It’s getting colder again tonight. And this is just the appetizer of what’s to come next week. A lobe of the polar vortex will break off and ship the coldest air of the season south to the Bluegrass. Consider this your forewarning. This blast of brutal cold arrives Wednesday of next week.
This is a good time to review some cold weather safety tips. Seth wrote a great blog post about preping your vehicle of winter weather and the cold. Here are some other types for keeping yourself, your family, and your property safe during the harshest parts of winter.
Let’s start with how you dress. It is best to dress in layers of loosing-fitting, lightweight, warm clothing. Wear a hat. Wear a scarf and use it to cover your mouth to protect your lunges from the extreme cold. Mittens are better insulators that gloves.
While out in the elements try to stay dry and out of the wind. Consider investing in water-proof and wind-resistant boots and outerwear. If you’re working outside and start to get warm, remove layer. Extra perspiration will increase heat loss. Don’t ignore shivering. It’s your body’s first sign of heat loss.
Frostbite and Hypothermia
These are two cold weather illness that develop due to extended exposure to the cold. We tell you to cover as much exposed skin as possible because these are the areas of the body that are most susceptible to frostbite. We’re talking about your fingers, ears, nose, and cheeks. (Although not exposed, your toes can also get frostbite. Consider an extra pair of warm socks.) You should know the symptoms of frostbite and hypothermia, and how to treat someone who is showing the signs of the illness.

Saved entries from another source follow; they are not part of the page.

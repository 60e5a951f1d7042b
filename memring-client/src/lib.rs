//! # memring Client
//!
//! Purpose: A distributed cache client for the binary memcached protocol.
//! Keys are spread over a set of servers by consistent hashing (or a vbucket
//! map), every server gets its own bounded socket pool, and dead servers are
//! routed around until a background sweep brings them back.
//!
//! ## Design Principles
//! 1. **Object Pool Pattern**: Reuse TCP connections per node; a lease guard
//!    returns or destroys the socket when dropped.
//! 2. **Copy-On-Write Routing**: The key router is an immutable snapshot,
//!    republished atomically whenever membership changes.
//! 3. **Results Over Panics**: Cache outcomes are values; only bad
//!    configuration is an error.

mod async_conn;
mod auth;
mod client;
mod config;
mod error;
mod failure;
mod hash;
mod key;
mod locator;
mod node;
mod observer;
mod pool;
mod registry;
mod resurrect;
mod ring;
mod server_pool;
mod socket;
mod transcoder;
mod vbucket;

pub use async_conn::{AsyncConnection, AsyncNodePool, AsyncPooledConnection};
pub use auth::{PlainAuthenticator, SaslAuthenticator};
pub use client::{CacheClient, ClientBuilder, NodeResults};
pub use config::{
    parse_endpoint, AuthConfig, ClientConfig, FailurePolicyConfig, HashAlgorithm, LocatorKind,
    SocketPoolConfig, DEFAULT_MAX_ITEM_SIZE, DEFAULT_MUTATIONS,
};
pub use error::{
    AcquireError, ConfigError, ConnectionError, KeyError, NodeError, TranscodeError,
};
pub use failure::{
    FailImmediately, FailurePolicy, FailurePolicyFactory, ImmediateFailureFactory,
    ThrottlingFailureFactory, ThrottlingPolicy,
};
pub use hash::{fnv1a_32, ketama_hash, ketama_points, vbucket_hash};
pub use key::{DefaultKeyTransformer, KeyTransformer, PrefixKeyTransformer};
pub use locator::{ConsistentHashLocator, NodeLocator, SingleNodeLocator, Target, VBucketLocator};
pub use node::Node;
pub use observer::{
    ClientMetrics, LatencyHistogram, LatencySnapshot, MetricsSnapshot, NoopObserver,
    OperationObserver, DEFAULT_LATENCY_BUCKETS_US,
};
pub use pool::{NodePool, PoolStats, PooledConnection};
pub use registry::NodeRegistry;
pub use ring::HashRing;
pub use server_pool::{ClusterTopology, NodeBatch, ServerPool};
pub use socket::PooledSocket;
pub use transcoder::{JsonTranscoder, Transcoder, FLAG_JSON, FLAG_RAW};
pub use vbucket::{VBucketEntry, VBucketMap};

pub use memring_common::{
    CacheItem, Cas, ConcatMode, Expiration, MutationMode, OperationResult, Status, StoreMode,
};
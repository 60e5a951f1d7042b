//! # memring Bench
//!
//! Purpose: Drive a mixed get/set load through the client against a live
//! cluster and print throughput plus the client's metrics snapshot.
//!
//! Usage: `memring-bench [bench.json]`. The JSON document holds the client
//! config under `client` and the load shape beside it; every field has a
//! default. `RUST_LOG` controls log output.

use std::sync::Arc;
use std::thread;
use std::time::{Duration, Instant};

use anyhow::{Context, Result};
use memring_client::{CacheClient, ClientConfig, ClientMetrics, Expiration};
use serde::Deserialize;
use tracing::{info, warn};

#[derive(Debug, Deserialize)]
#[serde(default)]
struct BenchConfig {
    client: ClientConfig,
    threads: usize,
    operations: usize,
    key_space: usize,
    value_size: usize,
    /// Share of operations that are reads, 0.0..=1.0.
    read_ratio: f64,
}

impl Default for BenchConfig {
    fn default() -> Self {
        BenchConfig {
            client: ClientConfig::new(["127.0.0.1:11211"]),
            threads: 8,
            operations: 100_000,
            key_space: 10_000,
            value_size: 128,
            read_ratio: 0.9,
        }
    }
}

fn load_config() -> Result<BenchConfig> {
    match std::env::args().nth(1) {
        Some(path) => {
            let raw = std::fs::read_to_string(&path)
                .with_context(|| format!("reading {path}"))?;
            serde_json::from_str(&raw).with_context(|| format!("parsing {path}"))
        }
        None => Ok(BenchConfig::default()),
    }
}

fn main() -> Result<()> {
    let env_filter = tracing_subscriber::EnvFilter::try_from_default_env()
        .unwrap_or_else(|_| tracing_subscriber::EnvFilter::new("info"));
    tracing_subscriber::fmt().with_env_filter(env_filter).init();

    let bench = load_config()?;
    bench.client.validate().context("invalid client config")?;
    info!(
        servers = ?bench.client.servers,
        threads = bench.threads,
        operations = bench.operations,
        "starting bench"
    );

    let metrics = Arc::new(ClientMetrics::new());
    let client = CacheClient::builder(bench.client.clone())
        .observer(metrics.clone())
        .build()?;

    let value = "x".repeat(bench.value_size);
    let threads = bench.threads.max(1);
    let per_thread = bench.operations / threads;
    let key_space = bench.key_space.max(1);
    let reads_per_ten = (bench.read_ratio.clamp(0.0, 1.0) * 10.0).round() as usize;

    let started = Instant::now();
    thread::scope(|scope| {
        for worker in 0..threads {
            let client = &client;
            let value = value.as_str();
            scope.spawn(move || {
                for i in 0..per_thread {
                    let slot = (worker * per_thread + i).wrapping_mul(7919) % key_space;
                    let key = format!("bench:{slot}");
                    if i % 10 < reads_per_ten {
                        client.get_item(&key);
                    } else {
                        client.set(&key, value, Expiration::In(Duration::from_secs(300)));
                    }
                }
            });
        }
    });
    let elapsed = started.elapsed();

    let snapshot = metrics.snapshot();
    let done = per_thread * threads;
    let throughput = done as f64 / elapsed.as_secs_f64().max(f64::EPSILON);
    if snapshot.errors_total > 0 {
        warn!(errors = snapshot.errors_total, "operations failed");
    }
    info!(
        operations = done,
        elapsed_ms = elapsed.as_millis() as u64,
        ops_per_sec = throughput as u64,
        p50_us = ?snapshot.latency.quantile_bound_us(0.5),
        p99_us = ?snapshot.latency.quantile_bound_us(0.99),
        "bench finished"
    );
    println!("{}", serde_json::to_string_pretty(&snapshot)?);

    client.shutdown();
    Ok(())
}
//! # Pooled Socket
//!
//! Purpose: One blocking TCP connection to one node, speaking binary frames.
//!
//! ## Design Principles
//! 1. **Fatal Errors**: Any I/O or framing error clears `alive`; the pool
//!    destroys the socket instead of returning it.
//! 2. **Reusable Buffers**: Writes go through one `BytesMut` kept on the
//!    socket; reads go through a `BufReader`.
//! 3. **Bounded I/O**: Reads use `receive_timeout`, connect and writes use
//!    `connection_timeout`. A response announcing a body above the item size
//!    limit is rejected before anything is allocated for it.

use std::io::{BufRead, BufReader, ErrorKind, Read, Write};
use std::net::{TcpStream, ToSocketAddrs};
use std::sync::atomic::{AtomicU64, Ordering};

use bytes::{Bytes, BytesMut};
use memring_common::{
    next_opaque, Exchange, Opcode, RequestFrame, ResponseFrame, ResponseHeader, Status, Step,
    HEADER_LEN,
};
use tracing::{debug, error};

use crate::auth::SaslAuthenticator;
use crate::config::SocketPoolConfig;
use crate::error::ConnectionError;

static SOCKET_SEQ: AtomicU64 = AtomicU64::new(1);

pub struct PooledSocket {
    id: u64,
    endpoint: String,
    reader: BufReader<TcpStream>,
    write_buf: BytesMut,
    max_body: usize,
    alive: bool,
}

impl std::fmt::Debug for PooledSocket {
    fn fmt(&self, f: &mut std::fmt::Formatter<'_>) -> std::fmt::Result {
        f.debug_struct("PooledSocket")
            .field("id", &self.id)
            .field("endpoint", &self.endpoint)
            .field("alive", &self.alive)
            .finish()
    }
}

impl PooledSocket {
    /// Connects to `endpoint`, trying each resolved address in turn.
    pub fn connect(endpoint: &str, config: &SocketPoolConfig) -> Result<Self, ConnectionError> {
        let mut last_error = None;
        for addr in endpoint.to_socket_addrs()? {
            match TcpStream::connect_timeout(&addr, config.connection_timeout) {
                Ok(stream) => return Self::from_stream(endpoint, stream, config),
                Err(err) => last_error = Some(err),
            }
        }
        match last_error {
            Some(err) => Err(ConnectionError::Io(err)),
            None => Err(ConnectionError::Unresolved(endpoint.to_string())),
        }
    }

    fn from_stream(
        endpoint: &str,
        stream: TcpStream,
        config: &SocketPoolConfig,
    ) -> Result<Self, ConnectionError> {
        stream.set_read_timeout(non_zero(config.receive_timeout))?;
        stream.set_write_timeout(non_zero(config.connection_timeout))?;
        // Small request frames; don't wait on Nagle.
        stream.set_nodelay(true)?;

        let socket = PooledSocket {
            id: SOCKET_SEQ.fetch_add(1, Ordering::Relaxed),
            endpoint: endpoint.to_string(),
            reader: BufReader::new(stream),
            write_buf: BytesMut::with_capacity(256),
            max_body: config.max_response_body(),
            alive: true,
        };
        debug!(endpoint = %socket.endpoint, socket = socket.id, "socket connected");
        Ok(socket)
    }

    pub fn id(&self) -> u64 {
        self.id
    }

    pub fn endpoint(&self) -> &str {
        &self.endpoint
    }

    pub fn is_alive(&self) -> bool {
        self.alive
    }

    /// Flags the socket for destruction on release.
    pub fn mark_dead(&mut self) {
        self.alive = false;
    }

    /// Prepares an idle socket for a new lease.
    ///
    /// Unread bytes at this point mean an earlier exchange left the stream out
    /// of sync. They are drained and logged; a closed peer is an error.
    pub fn reset(&mut self) -> Result<(), ConnectionError> {
        let result = self.drain_stray();
        if result.is_err() {
            self.alive = false;
        }
        result
    }

    fn drain_stray(&mut self) -> Result<(), ConnectionError> {
        let mut stray = self.reader.buffer().len();
        self.reader.consume(stray);

        let stream = self.reader.get_mut();
        stream.set_nonblocking(true)?;
        let mut scratch = [0u8; 1024];
        let outcome = loop {
            match stream.read(&mut scratch) {
                Ok(0) => break Err(ConnectionError::Closed),
                Ok(n) => stray += n,
                Err(err) if err.kind() == ErrorKind::WouldBlock => break Ok(()),
                Err(err) if err.kind() == ErrorKind::Interrupted => continue,
                Err(err) => break Err(ConnectionError::Io(err)),
            }
        };
        stream.set_nonblocking(false)?;
        outcome?;

        if stray > 0 {
            error!(
                endpoint = %self.endpoint,
                socket = self.id,
                bytes = stray,
                "drained unread bytes from pooled socket"
            );
        }
        Ok(())
    }

    /// Writes all frames in one flush.
    pub fn send(&mut self, frames: &[RequestFrame]) -> Result<(), ConnectionError> {
        self.write_buf.clear();
        for frame in frames {
            frame.encode(&mut self.write_buf)?;
        }
        let stream = self.reader.get_mut();
        stream.write_all(&self.write_buf)?;
        stream.flush()?;
        Ok(())
    }

    /// Reads one complete response frame.
    pub fn receive(&mut self) -> Result<ResponseFrame, ConnectionError> {
        let mut raw = [0u8; HEADER_LEN];
        read_full(&mut self.reader, &mut raw)?;
        let header = ResponseHeader::decode(&raw)?;
        header.check_body(self.max_body)?;
        let mut body = vec![0u8; header.body_len as usize];
        read_full(&mut self.reader, &mut body)?;
        Ok(ResponseFrame::from_parts(header, Bytes::from(body))?)
    }

    /// Sends the exchange's requests and feeds responses until it completes.
    pub fn run(&mut self, exchange: &mut Exchange) -> Result<(), ConnectionError> {
        let result = self.run_inner(exchange);
        if result.is_err() {
            self.alive = false;
        }
        result
    }

    fn run_inner(&mut self, exchange: &mut Exchange) -> Result<(), ConnectionError> {
        self.send(exchange.requests())?;
        loop {
            let response = self.receive()?;
            if exchange.accept(response)? == Step::Done {
                return Ok(());
            }
        }
    }

    /// Runs the SASL exchange. Any failure leaves the socket unusable.
    pub fn authenticate(&mut self, auth: &dyn SaslAuthenticator) -> Result<(), ConnectionError> {
        let result = self.authenticate_inner(auth);
        if result.is_err() {
            self.alive = false;
        }
        result
    }

    fn authenticate_inner(&mut self, auth: &dyn SaslAuthenticator) -> Result<(), ConnectionError> {
        let mechanism = Bytes::copy_from_slice(auth.mechanism().as_bytes());
        let mut request = RequestFrame::new(Opcode::SaslAuth, next_opaque())
            .with_key(mechanism.clone())
            .with_value(auth.initial_response());

        loop {
            self.send(std::slice::from_ref(&request))?;
            let response = self.receive()?;
            response.ensure_answers(&request)?;
            match response.status() {
                Status::NoError => {
                    debug!(endpoint = %self.endpoint, socket = self.id, "authenticated");
                    return Ok(());
                }
                Status::AuthContinue => {
                    let payload = auth.step(&response.value).map_err(ConnectionError::Auth)?;
                    request = RequestFrame::new(Opcode::SaslStep, next_opaque())
                        .with_key(mechanism.clone())
                        .with_value(payload);
                }
                status => {
                    return Err(ConnectionError::Auth(format!(
                        "{}: {}",
                        status,
                        response.value_text()
                    )));
                }
            }
        }
    }
}

fn read_full(reader: &mut BufReader<TcpStream>, buf: &mut [u8]) -> Result<(), ConnectionError> {
    reader.read_exact(buf).map_err(|err| match err.kind() {
        ErrorKind::UnexpectedEof => ConnectionError::Closed,
        _ => ConnectionError::Io(err),
    })
}

fn non_zero(timeout: std::time::Duration) -> Option<std::time::Duration> {
    if timeout.is_zero() {
        None
    } else {
        Some(timeout)
    }
}
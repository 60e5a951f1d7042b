//! # Cache Client
//!
//! Purpose: The public face of the library. Typed get/store/mutate calls that
//! route through the server pool and never fail on cache semantics: misses,
//! conflicts and unreachable nodes come back as `OperationResult` values.
//!
//! ## Design Principles
//! 1. **Results, Not Errors**: Only configuration problems are `Err`; every
//!    operation returns an `OperationResult`.
//! 2. **Pluggable Edges**: Keys go through a `KeyTransformer`, values through
//!    a `Transcoder`, outcomes to an `OperationObserver`.
//! 3. **Parallel Fan-Out**: Multi-key and broadcast calls issue one batch per
//!    node concurrently and merge what comes back.

use std::sync::Arc;
use std::time::{Duration, Instant};

use bytes::Bytes;
use hashbrown::HashMap;
use memring_common::{
    CacheItem, Cas, ConcatMode, Expiration, MutationMode, Operation, OperationResult, Reply,
    Status, StoreMode, NO_AUTO_CREATE,
};
use serde::de::DeserializeOwned;
use serde::Serialize;
use tracing::{debug, warn};

use crate::config::ClientConfig;
use crate::error::ConfigError;
use crate::key::{DefaultKeyTransformer, KeyTransformer};
use crate::node::Node;
use crate::observer::{NoopObserver, OperationObserver};
use crate::registry::NodeRegistry;
use crate::server_pool::ServerPool;
use crate::transcoder::{JsonTranscoder, Transcoder};

/// Per-node results of a broadcast command, keyed by endpoint.
pub type NodeResults<T> = HashMap<String, OperationResult<T>>;

/// Builder for clients with non-default collaborators.
pub struct ClientBuilder<X: Transcoder = JsonTranscoder> {
    config: ClientConfig,
    transcoder: X,
    keys: Arc<dyn KeyTransformer>,
    observer: Arc<dyn OperationObserver>,
    registry: Option<Arc<NodeRegistry>>,
}

impl ClientBuilder<JsonTranscoder> {
    pub fn new(config: ClientConfig) -> Self {
        ClientBuilder {
            config,
            transcoder: JsonTranscoder,
            keys: Arc::new(DefaultKeyTransformer),
            observer: Arc::new(NoopObserver),
            registry: None,
        }
    }
}

impl<X: Transcoder> ClientBuilder<X> {
    pub fn transcoder<Y: Transcoder>(self, transcoder: Y) -> ClientBuilder<Y> {
        ClientBuilder {
            config: self.config,
            transcoder,
            keys: self.keys,
            observer: self.observer,
            registry: self.registry,
        }
    }

    pub fn key_transformer(mut self, keys: Arc<dyn KeyTransformer>) -> Self {
        self.keys = keys;
        self
    }

    pub fn observer(mut self, observer: Arc<dyn OperationObserver>) -> Self {
        self.observer = observer;
        self
    }

    /// Shares nodes with other clients built on the same registry.
    pub fn registry(mut self, registry: Arc<NodeRegistry>) -> Self {
        self.registry = Some(registry);
        self
    }

    /// Validates the config and connects.
    pub fn build(self) -> Result<CacheClient<X>, ConfigError> {
        let registry = match self.registry {
            Some(registry) => registry,
            None => Arc::new(NodeRegistry::new(
                self.config.failure_policy.factory(),
                self.config.authenticator(),
            )),
        };
        let pool = ServerPool::with_registry(&self.config, registry, Arc::clone(&self.observer))?;
        Ok(CacheClient {
            pool,
            transcoder: self.transcoder,
            keys: self.keys,
            observer: self.observer,
        })
    }
}

pub struct CacheClient<X: Transcoder = JsonTranscoder> {
    pool: Arc<ServerPool>,
    transcoder: X,
    keys: Arc<dyn KeyTransformer>,
    observer: Arc<dyn OperationObserver>,
}
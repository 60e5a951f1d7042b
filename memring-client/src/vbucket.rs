// vbucket.rs - Static key partition map
//
// Keys hash to one of a power-of-two number of vbuckets; each vbucket names a
// master server and an ordered list of replicas. The map arrives from config
// or from a topology push and is never mutated once built.

use serde::{Deserialize, Serialize};

use crate::error::ConfigError;
use crate::hash::vbucket_hash;

/// Owners of one vbucket. Indices point into `VBucketMap::servers`.
#[derive(Debug, Clone, PartialEq, Eq, Serialize, Deserialize)]
pub struct VBucketEntry {
    pub master: usize,
    #[serde(default)]
    pub replicas: Vec<usize>,
}

#[derive(Debug, Clone, PartialEq, Eq, Serialize, Deserialize)]
pub struct VBucketMap {
    pub servers: Vec<String>,
    pub buckets: Vec<VBucketEntry>,
}

impl VBucketMap {
    /// Checks shape and that every map server is one of `endpoints`.
    pub fn validate<S: AsRef<str>>(&self, endpoints: &[S]) -> Result<(), ConfigError> {
        let invalid = |reason: String| Err(ConfigError::InvalidVBucketMap(reason));
        let count = self.buckets.len();
        if count == 0 || !count.is_power_of_two() {
            return invalid(format!("bucket count {} is not a power of two", count));
        }
        if count > 0x8000 {
            return invalid(format!("bucket count {} exceeds 32768", count));
        }
        for (id, entry) in self.buckets.iter().enumerate() {
            let out_of_range = std::iter::once(&entry.master)
                .chain(entry.replicas.iter())
                .any(|&index| index >= self.servers.len());
            if out_of_range {
                return invalid(format!("bucket {} names an unknown server", id));
            }
        }
        for server in &self.servers {
            if !endpoints.iter().any(|e| e.as_ref() == server) {
                return invalid(format!("server {} is not configured", server));
            }
        }
        Ok(())
    }

    /// Vbucket id for `key`.
    pub fn bucket_of(&self, key: &[u8]) -> u16 {
        let mask = self.buckets.len().saturating_sub(1) as u32;
        (vbucket_hash(key) & mask) as u16
    }

    pub fn entry(&self, bucket: u16) -> Option<&VBucketEntry> {
        self.buckets.get(bucket as usize)
    }

    /// Master first, then replicas in order.
    pub fn candidates(&self, bucket: u16) -> impl Iterator<Item = &str> + '_ {
        self.entry(bucket)
            .into_iter()
            .flat_map(|entry| std::iter::once(&entry.master).chain(entry.replicas.iter()))
            .filter_map(move |&index| self.servers.get(index).map(String::as_str))
    }
}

If you notice someone is showing signs of frostbite or hypothermia, seek medical attention as soon as possible. Second, get the individual to a warm place. Remove all wet pieces of clothing. Warm the person under dry layers of clothes and blankets. Never use a fireplace, radiator, or stove for warming. You can to warm the core of the body then the extremities. Finally, place the areas affected by frostbite in warm-to-the-touch water. Don’t rub the affected areas.
Cold weather also puts extra stress on your heart. While doing outdoor chores, dress warmly and work slowly.
The second “P” to remember when it comes to cold weather safety is pets. It’s simple. If it’s too cold for you outside, it’s too cold for your pets. Bring all animals in, whether it’s in your home or a warm shelter.
Burst pipes are common during extreme cold snaps. There are a few things you can do to prevent this from happen. At night allow hot and cold water to drip from the faucet. Open cabinet doors so heat can flow around un-insulated pipes under the sink or near an outer wall. You can also purchase special insulation for your pipes at a hardware store.
If you have outdoor faucets, turn of the flow of water and flush out any water that is lingering in the pipes.
In case your pipes happen to freeze or burst, known how to turn the water off. If the pipe is frozen, never thaw with an open flame. Use a hair dryer instead. Keep the heat above 55° in your home. If you’re traveling, have a neighbor or friend check on your pipes every couple of days.